Former Officials Press Senate for Sentencing Bill Vote
News
Congressional Quarterly
January 19, 2016

By Todd Ruger, CQ Roll Call

Dozens of former federal prosecutors and government officials sent a letter to the Senate leadership Tuesday urging a vote on a bipartisan bill to overhaul the nation’s criminal sentencing laws.

The letter to Majority Leader Mitch McConnell, R-Ky., and Minority Leader Harry Reid, D-Nev., seeks to counter concerns about the bill (S 2123) and instead focus on improvements it makes to the corrections system.

“Otherwise, good policy reforms could easily fall victim to politics and fear,” the letter states.

Signers include Michael Mukasey, an attorney general under President George W. Bush, former FBI directors Louis J. Freeh and William S. Sessions, several former U.S. attorneys and several federal appeals court and district court judges.

The letter arrives at the Senate a week after President Barack Obama used his State of the Union address to note bipartisan support for criminal justice legislation.

The compromise bill, negotiated for weeks behind closed doors, has the support of many of the most powerful senators and advanced out of the Senate Judiciary Committee on a 15-5 vote in October.

The bill would give judges more discretion in sentencing, reduce some of what advocates of change consider the most unfair mandatory minimum sentences and allow low-risk prisoners to qualify for earlier release.

McConnell, who makes the decision about floor votes, has not said if the Senate will vote on the bill.

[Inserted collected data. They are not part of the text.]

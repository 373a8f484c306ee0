use thiserror::Error;

/// Errors returned by the Crossref client.
#[derive(Debug, Error)]
pub enum CrossrefError {
    /// Network, TLS or timeout failure from the underlying HTTP client.
    #[error("HTTP error: {0}")]
    Http(#[from] reqwest::Error),

    /// Crossref answered with a non-success status other than 404.
    #[error("Crossref returned HTTP {status} for {url}")]
    Status { status: u16, url: String },

    /// Every attempt failed with a retryable error.
    #[error("Crossref request failed after {attempts} attempts: {last_error}")]
    RetriesExhausted { attempts: u32, last_error: String },

    /// The response body was not the JSON shape we expect.
    #[error("JSON deserialization error for {context}: {source}")]
    Deserialize {
        context: String,
        #[source]
        source: serde_json::Error,
    },

    #[error("invalid Crossref base URL '{0}'")]
    InvalidBaseUrl(String),
}
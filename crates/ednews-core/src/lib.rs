//! Shared configuration and record types for the ednews pipeline.

pub mod app_config;
pub mod config;
pub mod entry;
pub mod processor_spec;
pub mod sources;

use thiserror::Error;

pub use app_config::AppConfig;
pub use config::{load_app_config, load_app_config_from_env};
pub use entry::{title_is_filtered, Entry, MISSING_PUBLISHED_SENTINEL};
pub use processor_spec::ProcessorSpec;
pub use sources::{load_sources, parse_sources, FeedSource, SourcesFile};

/// Which side of a source's pipeline a processor name belongs to.
#[derive(Debug, Clone, Copy, PartialEq, Eq)]
pub enum ProcessorKind {
    Pre,
    Post,
}

impl std::fmt::Display for ProcessorKind {
    fn fmt(&self, f: &mut std::fmt::Formatter<'_>) -> std::fmt::Result {
        match self {
            ProcessorKind::Pre => write!(f, "preprocessor"),
            ProcessorKind::Post => write!(f, "postprocessor"),
        }
    }
}

#[derive(Debug, Error)]
pub enum ConfigError {
    #[error("invalid value for {var}: {reason}")]
    InvalidEnvVar { var: String, reason: String },

    #[error("failed to read sources file {path}: {source}")]
    SourcesFileIo {
        path: String,
        #[source]
        source: std::io::Error,
    },

    #[error("failed to parse sources file {path}: {source}")]
    SourcesFileParse {
        path: String,
        #[source]
        source: serde_json::Error,
    },

    #[error("config validation error: {0}")]
    Validation(String),

    #[error("unknown {kind} '{name}' configured for source '{source_key}'")]
    UnknownProcessor {
        kind: ProcessorKind,
        name: String,
        source_key: String,
    },
}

Majority Whip John Cornyn, R-Texas, a co-sponsor, has said that would happen in 2016. Judiciary Committee Chairman Sen. Charles E. Grassley, R-Iowa, is also pressing for a vote soon.

The momentum for a sentencing overhaul bill faces a challenge because of the tight schedule in an election year and the possibility that the Republicans won’t retain their Senate majority. There is also opposition, including from a separate group of former federal prosecutors who sent a letter to leadership in December with concerns about the bill.

The letter sent by Mukasey and others Tuesday seeks to counter those concerns. It says the bill makes “modest, reasonable changes” that would amend “just a few sentencing policies that produced unintended consequences and created imbalance in the scales of justice.”

The bill ties longer mandatory minimum prison sentences to high-level drug traffickers and violent criminals, gives prosecutors new tools to seek enhanced penalties for violent criminals and gives federal prisons a way to make the public safer by reducing the number of inmates who commit crimes once released from their sentence.

“A drug dealer using a gun will still be subject to a significant mandatory minimum sentence for use of the firearm plus additional time for the underlying drug offense,” the letter states. “And since the Department of Justice has committed to a case-by-case review to ensure that any resentencing is done carefully and with complete transparency, offenders who pose a threat to public safety will not be released early.”

Holly Harris, executive director of the U.S. Justice Action Network, said in a statement that the bill’s endorsement by the letter signers “speaks volumes about what is needed to reform our criminal justice system and ensure public safety.”

“These well-respected prosecutors and judges understand what it takes to keep our country safe. They have first hand experience of the tools the government needs to put dangerous criminals away and protect our communities,” Harris said.